Zigurates eram templos piramidais escalonados (ou seja, erguidos com andares, não em forma de uma pirâmide perfeita), os quais já existiam antes de 3000 a.C, tendo sido estruturas criadas pelos sumérios, um dos povos mais desenvolvidos daquele tempo. Os zigurates eram feitos de tijolos, assim como, a torre de Babel, nota-se aqui uma grande semelhança, já que em todos os relatos esse material sempre e o mesmo, pois, em momento algum é dito que pedras foram usadas para a construção da torre. 

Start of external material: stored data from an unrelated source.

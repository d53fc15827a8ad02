//! superjob.ru adapter. One GET per page against the 2.0 vacancies endpoint,
//! app-id header authorization. Salary bounds are flat integers where 0
//! stands for "not stated"; the prediction rule treats 0 as absent. Listing
//! fields default when missing, so an empty listing object skips like a
//! null one instead of failing the page.

use anyhow::{Context, Result};
use async_trait::async_trait;
use serde::Deserialize;

use crate::config::SuperJobConfig;
use crate::salary::SalarySpan;
use crate::sources::{VacancyPage, VacancySource};

const API_URL: &str = "https://api.superjob.ru/2.0/vacancies/";

#[derive(Debug, Deserialize)]
struct Page {
    objects: Vec<Option<Vacancy>>,
    total: u64,
    more: bool,
}

#[derive(Debug, Default, Deserialize)]
#[serde(default)]
struct Vacancy {
    payment_from: u64,
    payment_to: u64,
    currency: String,
}

pub struct SuperJob {
    client: reqwest::Client,
    token: String,
    cfg: SuperJobConfig,
}

impl SuperJob {
    pub fn new(token: String, cfg: SuperJobConfig) -> Self {
        Self {
            client: reqwest::Client::new(),
            token,
            cfg,
        }
    }
}

/// Parse one response body. Continuation comes straight from the `more` flag.
pub fn parse_page(body: &str) -> Result<VacancyPage> {
    let parsed: Page = serde_json::from_str(body).context("parsing superjob page")?;

    let salaries = parsed
        .objects
        .into_iter()
        .map(|object| {
            object.map(|v| SalarySpan {
                from: Some(v.payment_from),
                to: Some(v.payment_to),
                currency: Some(v.currency),
            })
        })
        .collect();

    Ok(VacancyPage {
        salaries,
        total_found: parsed.total,
        has_more: parsed.more,
    })
}

#[async_trait]
impl VacancySource for SuperJob {
    fn name(&self) -> &'static str {
        "SuperJob"
    }

    fn currency(&self) -> &'static str {
        "rub"
    }

    fn page_ceiling(&self) -> u32 {
        self.cfg.page_ceiling
    }

    async fn fetch_page(&self, language: &str, page: u32) -> Result<VacancyPage> {
        let body = self
            .client
            .get(API_URL)
            .header("X-Api-App-Id", &self.token)
            .query(&[
                ("town", self.cfg.town_id.to_string()),
                ("catalogues", self.cfg.catalogue_id.to_string()),
                ("count", self.cfg.per_page.to_string()),
                ("period", self.cfg.period_days.to_string()),
                ("page", page.to_string()),
                ("keyword", language.to_string()),
            ])
            .send()
            .await
            .context("superjob request")?
            .error_for_status()
            .context("superjob non-2xx")?
            .text()
            .await
            .context("superjob body")?;

        parse_page(&body)
    }
}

Os zigurates além da função religiosa como templo, também exerciam uma função político-administrativa, pois representavam a autoridade monárquica e do clero, em que na sociedade sumeriana, mas também acadiana e babilônica, os sacerdotes eram também funcionários públicos. A prática de erguer zigurates perdurou ao longo de mais de dois mil anos, havendo zigurates de distintos tamanhos, mas eles não eram tão altos como normalmente se pensa, a maioria ficava entre 30 e 50 metros de altura. Entretanto, o zigurate de Marduk, construído na Babilônia foi um dos mais altos. Sua altura foi estimada em 91 metros conforme antigas análises de documentos encontrados a respeito; mas hoje acredita-se que ele possa ter tido entre 50 e 60 metros de altura. 

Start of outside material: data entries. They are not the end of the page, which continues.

//! # Table Rendering
//! Plain ASCII grid for the summary rows, with the table title embedded in
//! the top border. Pure string building, no I/O.
//!
//! Widths are measured in characters, not bytes: the fixed header labels
//! are Cyrillic and multi-byte in UTF-8.

use crate::stats::LanguageSummary;

/// Fixed column labels: language, found, processed, average salary.
pub const COLUMNS: [&str; 4] = [
    "Язык программирования",
    "Вакансий найдено",
    "Вакансий обработано",
    "Средняя зарплата",
];

/// Render summary rows as an ASCII grid titled `title`.
///
/// Layout: titled top border, header row, separator, one line per row,
/// closing border. No trailing newline.
pub fn render_table(title: &str, rows: &[LanguageSummary]) -> String {
    let header: Vec<String> = COLUMNS.iter().map(|label| label.to_string()).collect();
    let body: Vec<Vec<String>> = rows
        .iter()
        .map(|row| {
            vec![
                row.language.clone(),
                row.vacancies_found.to_string(),
                row.vacancies_processed.to_string(),
                row.average_salary.to_string(),
            ]
        })
        .collect();

    let mut widths: Vec<usize> = header.iter().map(|label| char_width(label)).collect();
    for row in &body {
        for (width, cell) in widths.iter_mut().zip(row) {
            *width = (*width).max(char_width(cell));
        }
    }

    let border = horizontal_border(&widths);
    let mut lines = Vec::with_capacity(body.len() + 4);
    lines.push(titled_border(&border, title));
    lines.push(grid_row(&widths, &header));
    lines.push(border.clone());
    for row in &body {
        lines.push(grid_row(&widths, row));
    }
    lines.push(border);
    lines.join("\n")
}

fn char_width(s: &str) -> usize {
    s.chars().count()
}

/// `+`-joined run of dashes, one segment per column plus cell padding.
fn horizontal_border(widths: &[usize]) -> String {
    let mut line = String::from("+");
    for width in widths {
        line.push_str(&"-".repeat(width + 2));
        line.push('+');
    }
    line
}

/// Overlay `title` onto the border right after the leading `+`. A title too
/// wide to fit between the outer corners is dropped.
fn titled_border(border: &str, title: &str) -> String {
    let title_width = char_width(title);
    if title_width == 0 || title_width + 2 > char_width(border) {
        return border.to_string();
    }

    let mut chars: Vec<char> = border.chars().collect();
    for (i, c) in title.chars().enumerate() {
        chars[i + 1] = c;
    }
    chars.into_iter().collect()
}

fn grid_row(widths: &[usize], cells: &[String]) -> String {
    let mut line = String::from("|");
    for (width, cell) in widths.iter().zip(cells) {
        line.push(' ');
        line.push_str(cell);
        line.push_str(&" ".repeat(width - char_width(cell)));
        line.push_str(" |");
    }
    line
}

#[cfg(test)]
mod tests {
    use super::*;

    fn summary(language: &str, found: u64, processed: u64, average: u64) -> LanguageSummary {
        LanguageSummary {
            language: language.to_string(),
            vacancies_found: found,
            vacancies_processed: processed,
            average_salary: average,
        }
    }

    #[test]
    fn renders_titled_grid() {
        let rows = vec![summary("Go", 12, 2, 1500)];
        let expected = "\
+HeadHunter Moscow------+------------------+---------------------+------------------+
| Язык программирования | Вакансий найдено | Вакансий обработано | Средняя зарплата |
+-----------------------+------------------+---------------------+------------------+
| Go                    | 12               | 2                   | 1500             |
+-----------------------+------------------+---------------------+------------------+";
        assert_eq!(render_table("HeadHunter Moscow", &rows), expected);
    }

    #[test]
    fn all_lines_share_one_width() {
        let rows = vec![
            summary("JavaScript", 2173, 442, 109415),
            summary("a language with a very long name indeed", 1, 0, 0),
        ];
        let rendered = render_table("SuperJob Moscow", &rows);

        let widths: Vec<usize> = rendered.lines().map(|l| l.chars().count()).collect();
        assert_eq!(widths.len(), 6);
        assert!(widths.iter().all(|w| *w == widths[0]));
    }

    #[test]
    fn no_rows_still_renders_header() {
        let rendered = render_table("HeadHunter Moscow", &[]);
        assert_eq!(rendered.lines().count(), 4);
        assert!(rendered.contains("Язык программирования"));
    }

    #[test]
    fn oversized_title_falls_back_to_plain_border() {
        let title = "x".repeat(200);
        let rendered = render_table(&title, &[]);

        let first = rendered.lines().next().unwrap();
        let last = rendered.lines().last().unwrap();
        assert_eq!(first, last);
        assert!(!rendered.contains("xx"));
    }
}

Representação de como teria sido o zigurate Etemenanqui da Babilônia.

Chamado de Etemenanqui (templo da fundação do Céu e da Terra), ele foi dedicado a Marduk, o deus padroeiro da Babilônia, importante divindade da religião e mitologia dos babilônios, embora fosse anteriormente cultuado pelos acadianos. Não se sabe em que época esse zigurate foi construído, havendo várias sugestões que remonta do século XIV a.C até o século IX a.C. Todavia, a estrutura sofreu com os ataques feitos a cidade, fato esse, que os historiadores e arqueólogos apontam a possibilidade de o zigurate possa ter sido parcialmente destruído no século VII a.C, durante a invasão assíria da Babilônia, em que o rei Senaqueribe relatou o sucesso de sua campanha, ao dizer que o zigurate dos babilônios foi destruído por sua ordem. 

Entretanto, o templo provavelmente foi reconstruído nos séculos seguintes, pois os reis Nabopolasar (r. 626-605 a.C) e seu filho Nabucodonosor II (r. 604-562 a.C) empreenderam grandes reformas na cidade, reconstruindo muita coisa destruída desde a invasão dos assírios, além de promover novas obras. Inclusive os gregos creditavam a Nabucodonosor II a criação dos famosos Jardins Suspensos da Babilônia. De qualquer forma, o zigurate deve ter sido reconstruído, embora não se saiba que tamanho ele passou a ter. 

Além disso, durante o Cativeiro da Babilônia (586-539 a.C), o zigurate existia, fato esse que um século depois, o historiador grego Heródoto de Halicarnasso relatou no século V a.C, que essa torre teria oito andares e seria quadrangular, sendo a mais alta estrutura da cidade. Embora Heródoto nunca tenha viajado à Babilônia, mas ele chegou a viajar à Ásia Menor e o Egito, tendo obtido informações sobre essa localidade. 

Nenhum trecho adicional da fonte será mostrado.